The Influence of Cloud Chemical Processes on the Formation of Secondary Particulate Matter

  • Roland SchroednerEmail author
  • Ralf Wolke
  • Andreas Tilgner
  • Hartmut Herrmann
Conference paper
Part of the Springer Proceedings in Complexity book series (SPCOM)


As a pre-study for the 3-D-simulation of the hill cap cloud experiment HCCT 2010 the chemistry transport model COSMO-MUSCAT was tested in a 2-D-domain with a bell-shaped hill. The sensitivity of several target species (oxidants, pH, sulphate, organic mass, dicarboxylic acids, O/C-ratio) on the detail of the aqueous phase mechanism was investigated in a polluted urban and a clean continental rural air mass.
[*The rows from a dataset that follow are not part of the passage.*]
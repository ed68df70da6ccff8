//! LLM registry configuration.
//!
//! A registry file is TOML (or JSON when the extension is `.json`):
//!
//! ```toml
//! [dispatch]
//! default_timeout_secs = 300
//!
//! [[llm]]
//! id = "claude"
//! command = "claude"
//! args = ["-p", "{{PROMPT}}", "--output-format", "json"]
//!
//! [llm.recovery]
//! rate_limit_patterns = ["rate limit", "429"]
//! ```
//!
//! The registry is built once and shared read-only between dispatches.

use std::collections::HashMap;
use std::path::Path;

use serde::{Deserialize, Serialize};

use crate::domain::llm::LlmDefinition;
use crate::domain::DispatchError;

pub const DEFAULT_TIMEOUT_SECS: u64 = 300;
pub const MIN_TIMEOUT_SECS: u64 = 1;
pub const MAX_TIMEOUT_SECS: u64 = 3600;

/// Errors raised while loading or validating a registry.
#[derive(Debug, thiserror::Error)]
pub enum ConfigError {
    #[error("failed to read config {path}: {source}")]
    Read {
        path: String,
        #[source]
        source: std::io::Error,
    },

    #[error("invalid TOML config: {0}")]
    Toml(#[from] toml::de::Error),

    #[error("invalid JSON config: {0}")]
    Json(#[from] serde_json::Error),

    #[error("LLM definition has an empty id")]
    EmptyId,

    #[error("duplicate LLM id: {0}")]
    DuplicateId(String),

    #[error("LLM {0} has an empty command")]
    EmptyCommand(String),

    #[error("LLM {0}: no argument contains {{{{PROMPT}}}} and stdin mode is off")]
    MissingPlaceholder(String),

    #[error("invalid timeout bounds: require min ({min}) <= default ({default}) <= max ({max}) and min > 0")]
    InvalidTimeoutBounds { min: u64, default: u64, max: u64 },
}

/// Timeout bounds applied to every dispatch.
#[derive(Debug, Clone, Copy, Serialize, Deserialize, PartialEq, Eq)]
pub struct TimeoutLimits {
    #[serde(default = "default_timeout")]
    pub default_timeout_secs: u64,
    #[serde(default = "min_timeout")]
    pub min_timeout_secs: u64,
    #[serde(default = "max_timeout")]
    pub max_timeout_secs: u64,
}

fn default_timeout() -> u64 {
    DEFAULT_TIMEOUT_SECS
}

fn min_timeout() -> u64 {
    MIN_TIMEOUT_SECS
}

fn max_timeout() -> u64 {
    MAX_TIMEOUT_SECS
}

impl Default for TimeoutLimits {
    fn default() -> Self {
        Self {
            default_timeout_secs: DEFAULT_TIMEOUT_SECS,
            min_timeout_secs: MIN_TIMEOUT_SECS,
            max_timeout_secs: MAX_TIMEOUT_SECS,
        }
    }
}

impl TimeoutLimits {
    fn validate(&self) -> Result<(), ConfigError> {
        let ok = self.min_timeout_secs > 0
            && self.min_timeout_secs <= self.default_timeout_secs
            && self.default_timeout_secs <= self.max_timeout_secs;
        if ok {
            Ok(())
        } else {
            Err(ConfigError::InvalidTimeoutBounds {
                min: self.min_timeout_secs,
                default: self.default_timeout_secs,
                max: self.max_timeout_secs,
            })
        }
    }

    /// Resolve a requested timeout, falling back to the default.
    pub fn resolve(&self, requested: Option<u64>) -> Result<u64, DispatchError> {
        let secs = requested.unwrap_or(self.default_timeout_secs);
        if secs < self.min_timeout_secs || secs > self.max_timeout_secs {
            return Err(DispatchError::TimeoutOutOfRange {
                requested: secs,
                min: self.min_timeout_secs,
                max: self.max_timeout_secs,
            });
        }
        Ok(secs)
    }
}

#[derive(Debug, Deserialize)]
struct RegistryFile {
    #[serde(default)]
    dispatch: TimeoutLimits,
    #[serde(default, rename = "llm")]
    llms: Vec<LlmDefinition>,
}

/// Read-only map of LLM definitions plus timeout bounds.
#[derive(Debug, Clone, Default)]
pub struct LlmRegistry {
    llms: HashMap<String, LlmDefinition>,
    order: Vec<String>,
    limits: TimeoutLimits,
}

impl LlmRegistry {
    /// Build a validated registry.
    pub fn new(llms: Vec<LlmDefinition>, limits: TimeoutLimits) -> Result<Self, ConfigError> {
        limits.validate()?;

        let mut registry = Self {
            llms: HashMap::with_capacity(llms.len()),
            order: Vec::with_capacity(llms.len()),
            limits,
        };
        for llm in llms {
            validate_definition(&llm)?;
            if registry.llms.contains_key(&llm.id) {
                return Err(ConfigError::DuplicateId(llm.id));
            }
            registry.order.push(llm.id.clone());
            registry.llms.insert(llm.id.clone(), llm);
        }
        Ok(registry)
    }

    /// Load a registry file, choosing the parser from the extension.
    pub fn load(path: &Path) -> Result<Self, ConfigError> {
        let raw = std::fs::read_to_string(path).map_err(|source| ConfigError::Read {
            path: path.display().to_string(),
            source,
        })?;
        let is_json = path
            .extension()
            .map(|ext| ext.eq_ignore_ascii_case("json"))
            .unwrap_or(false);
        if is_json {
            Self::from_json_str(&raw)
        } else {
            Self::from_toml_str(&raw)
        }
    }

    pub fn from_toml_str(raw: &str) -> Result<Self, ConfigError> {
        let file: RegistryFile = toml::from_str(raw)?;
        let registry = Self::new(file.llms, file.dispatch)?;
        tracing::debug!(llms = registry.len(), "loaded LLM registry");
        Ok(registry)
    }

    pub fn from_json_str(raw: &str) -> Result<Self, ConfigError> {
        let file: RegistryFile = serde_json::from_str(raw)?;
        let registry = Self::new(file.llms, file.dispatch)?;
        tracing::debug!(llms = registry.len(), "loaded LLM registry");
        Ok(registry)
    }

    pub fn get(&self, id: &str) -> Option<&LlmDefinition> {
        self.llms.get(id)
    }

    /// Definitions in declaration order.
    pub fn iter(&self) -> impl Iterator<Item = &LlmDefinition> {
        self.order.iter().filter_map(|id| self.llms.get(id))
    }

    pub fn limits(&self) -> TimeoutLimits {
        self.limits
    }

    pub fn len(&self) -> usize {
        self.llms.len()
    }

    pub fn is_empty(&self) -> bool {
        self.llms.is_empty()
    }
}

fn validate_definition(llm: &LlmDefinition) -> Result<(), ConfigError> {
    if llm.id.trim().is_empty() {
        return Err(ConfigError::EmptyId);
    }
    if llm.command.trim().is_empty() {
        return Err(ConfigError::EmptyCommand(llm.id.clone()));
    }
    if !llm.stdin && !llm.has_placeholder() {
        return Err(ConfigError::MissingPlaceholder(llm.id.clone()));
    }
    Ok(())
}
For the treatment of aqueous phase chemistry the complex mechanism CAPRAM 3.0i in reduced version and the simple inorganic mechanism INORG was used. Differences between both mechanisms occurred for the oxidants which are not treated in INORG (HO2, OH, NO3) and the pH especially in the urban environment where much more organic reaction partners are also present in the aqueous phase. For O3, H2O2 and the overall sulphate mass both mechanisms agree mostly within 5 %. Additionally, the composition of the organic mass has been analysed.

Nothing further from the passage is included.